Tout a commencé en début d’année avec « JAY Z« , un titre-célébration qui se sert du pseudonyme de Shawn Carter pour parler du pouvoir qui réside en soi et de la capacité de chacun à s’élever de sa condition. Une carte de visite pour Goodbye Tomorrow remplie de lignes intelligentes (« Every time I’m on this mic I’m Michelangelo painting portraits of hell ») et appuyée par une production électronique et rebondissante. Les titres suivants, le très bon « 100K » en tête, permettent de construire deux-trois certitudes : paradoxalement, un certain egotrip est au centre du message délivré par le MC, celui qui célèbre la réussite et le potentiel humain. La bande son parfaite pour un travail de développement personnel. Ensuite, Chicago est bien la matrice qui fait office de carte-mère. Et la musique de Goodbye Tomorrow est une sacrée claque, à chaque fois.
Finalement, l’album préparé depuis deux ans arrive pendant l’été. Pochette sobre. Format court de douze titres. Pas de featurings, le titre en combinaison avec Lil Herb n’était qu’un amuse-bouche aussi efficace qu’une extension de RAM. Si l’on ressent l’empreinte de Chicago à travers l’urgence et l’énergie qui se dégagent du disque, on ne navigue pas en plein courant de drill music et d’histoires de gangs. Ici, on célèbre la réussite et la débrouille en famille, à grands coups de plume aiguisée. Ce premier essai étonnement équilibré au gramme près leur a valu quelques comparaisons au délire technophile de Childish Gambino. Les productions empruntent à la trap et à la cloud music avec un soupçon de drill, et les vagues de percussion nous tombent dessus avec la précision imposée par une bande passante élevée. On décèle même des excès de grandiloquence à la Kanye sur quelques pistes.
Bonne nouvelle, derrière l’emballage philosophique et l’amour louche pour la technologie un peu cheap d’hier et d’aujourd’hui, la musique des Goodbye Tomorrow n’oublie jamais d’être distrayante et aguicheuse. Les thèmes traités dans les morceaux sont finalement assez communs mais l’écriture est suffisamment originale et chargée en bonnes idées pour donner envie d’y revenir. Collective ou pas, l’œuvre du groupe est plutôt attachée à la personnalité de son rappeur qui a une écriture très introspective. Qu’à cela ne tienne, écouter le travail des Goodbye Tomorrow ne suffit pas. Il faut le vivre comme une expérience à 360°, en connectant les clips magnifiques et tout l’univers apporté par le collectif pour apprécier toute l’étendue de leur art.

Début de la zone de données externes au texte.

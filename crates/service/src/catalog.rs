//! Catalog operations: product CRUD plus image handling.

use std::sync::Arc;

use sea_orm::{ActiveModelTrait, DatabaseConnection, EntityTrait, Set};
use serde::Deserialize;
use tracing::{info, instrument, warn};

use common::types::Message;
use models::product;
use service_client::FormBody;

use crate::errors::ServiceError;
use crate::storage::ImageStorage;
pub use crate::storage::ImageUpload;
use crate::views::ProductView;

const REQUIRED_FIELDS: &str = "name and price are required";

/// Input of `create_product`, normally parsed from a multipart form.
#[derive(Debug, Clone, PartialEq)]
pub struct NewProduct {
    pub name: String,
    pub description: String,
    pub price: f64,
    pub image: Option<ImageUpload>,
}

impl NewProduct {
    /// Reads `name`, `description`, `price` and an optional `image` file.
    /// A file part with an empty filename counts as no image.
    pub fn from_form(form: &FormBody) -> Result<Self, ServiceError> {
        let name = form.get("name").map(str::trim).filter(|n| !n.is_empty());
        let price = form.get("price").and_then(|p| p.trim().parse::<f64>().ok());
        let (Some(name), Some(price)) = (name, price) else {
            return Err(ServiceError::Validation(REQUIRED_FIELDS.into()));
        };
        let image = form
            .get_file("image")
            .filter(|f| !f.filename.is_empty())
            .map(|f| ImageUpload {
                filename: f.filename.clone(),
                content_type: f.content_type.clone(),
                bytes: f.bytes.clone(),
            });
        Ok(Self {
            name: name.to_string(),
            description: form.get("description").unwrap_or_default().to_string(),
            price,
            image,
        })
    }
}

/// Partial update body; absent fields are left alone.
#[derive(Debug, Clone, Default, PartialEq, Deserialize)]
pub struct ProductPatch {
    pub name: Option<String>,
    pub description: Option<String>,
    pub price: Option<f64>,
}

/// Removes an upload whose product row was never written. Failures are only
/// logged so the caller still sees the original error.
async fn discard_upload(storage: &dyn ImageStorage, image_path: &str) {
    if let Err(e) = storage.delete(image_path).await {
        warn!(error = %e, %image_path, "failed to remove orphan upload");
    }
}

#[derive(Clone)]
pub struct CatalogService {
    db: DatabaseConnection,
    storage: Arc<dyn ImageStorage>,
}

impl CatalogService {
    pub fn new(db: DatabaseConnection, storage: Arc<dyn ImageStorage>) -> Self {
        Self { db, storage }
    }

    pub fn db(&self) -> &DatabaseConnection {
        &self.db
    }

    fn view(&self, m: product::Model) -> ProductView {
        ProductView::from_model(m, self.storage.as_ref())
    }

    async fn find(&self, id: i32) -> Result<product::Model, ServiceError> {
        Ok(product::get(&self.db, id).await?)
    }

    pub async fn list_products(&self) -> Result<Vec<ProductView>, ServiceError> {
        let rows = product::list_newest_first(&self.db).await?;
        Ok(rows.into_iter().map(|m| self.view(m)).collect())
    }

    pub async fn get_product(&self, id: i32) -> Result<ProductView, ServiceError> {
        let m = self.find(id).await?;
        Ok(self.view(m))
    }

    #[instrument(skip(self, input), fields(name = %input.name))]
    pub async fn create_product(&self, input: NewProduct) -> Result<ProductView, ServiceError> {
        product::validate_name(&input.name)?;
        product::validate_price(input.price)?;
        let image_path = match &input.image {
            Some(img) => self.storage.save(img).await?,
            None => String::new(),
        };
        let created = product::create(&self.db, &input.name, &input.description, input.price, &image_path).await;
        let created = match created {
            Ok(m) => m,
            Err(e) => {
                discard_upload(self.storage.as_ref(), &image_path).await;
                return Err(e.into());
            }
        };
        info!(id = created.id, "product created");
        Ok(self.view(created))
    }

    pub async fn update_product(&self, id: i32, patch: ProductPatch) -> Result<ProductView, ServiceError> {
        let found = self.find(id).await?;
        let mut am: product::ActiveModel = found.into();
        if let Some(name) = patch.name {
            product::validate_name(&name)?;
            am.name = Set(name);
        }
        if let Some(description) = patch.description {
            am.description = Set(description);
        }
        if let Some(price) = patch.price {
            product::validate_price(price)?;
            am.price = Set(price);
        }
        let updated = am.update(&self.db).await.map_err(|e| ServiceError::Db(e.to_string()))?;
        Ok(self.view(updated))
    }

    #[instrument(skip(self))]
    pub async fn delete_product(&self, id: i32) -> Result<Message, ServiceError> {
        let found = self.find(id).await?;
        if !found.image_path.is_empty() {
            self.storage.delete(&found.image_path).await?;
        }
        product::Entity::delete_by_id(found.id)
            .exec(&self.db)
            .await
            .map_err(|e| ServiceError::Db(e.to_string()))?;
        info!(id, "product deleted");
        Ok(Message::new("Product deleted"))
    }
}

Les Goodbye Tomorrow ont fait un pari ambitieux, celui de l’anonymat total offert par Internet. Ils ne sont pas les premiers à vouloir se faire discrets, mais ils poussent le délire plus loin qu’MF Doom ou les Daft Punk ne l’ont jamais fait – à ce jour, aucune tournée n’a jamais eu lieu. Dès lors, la manière d’appréhender leur musique devient unique. Pour pallier le mystère qui entretient leur succès, ils ont conçu une expérience interactive qui créé une mythologie déjà riche pour un groupe qui a effectué son premier login cette année. Le crew joue avec le feu : si le contenu ne suit pas, les amateurs pourraient rapidement déserter les serveurs. Pour autant, ils n’ont pas démérité en sortant un premier album de haut niveau, qui confirme tout leur potentiel. De quoi nous donner envie d’entasser quelques méga-octets supplémentaires de leur musique sur nos disques durs.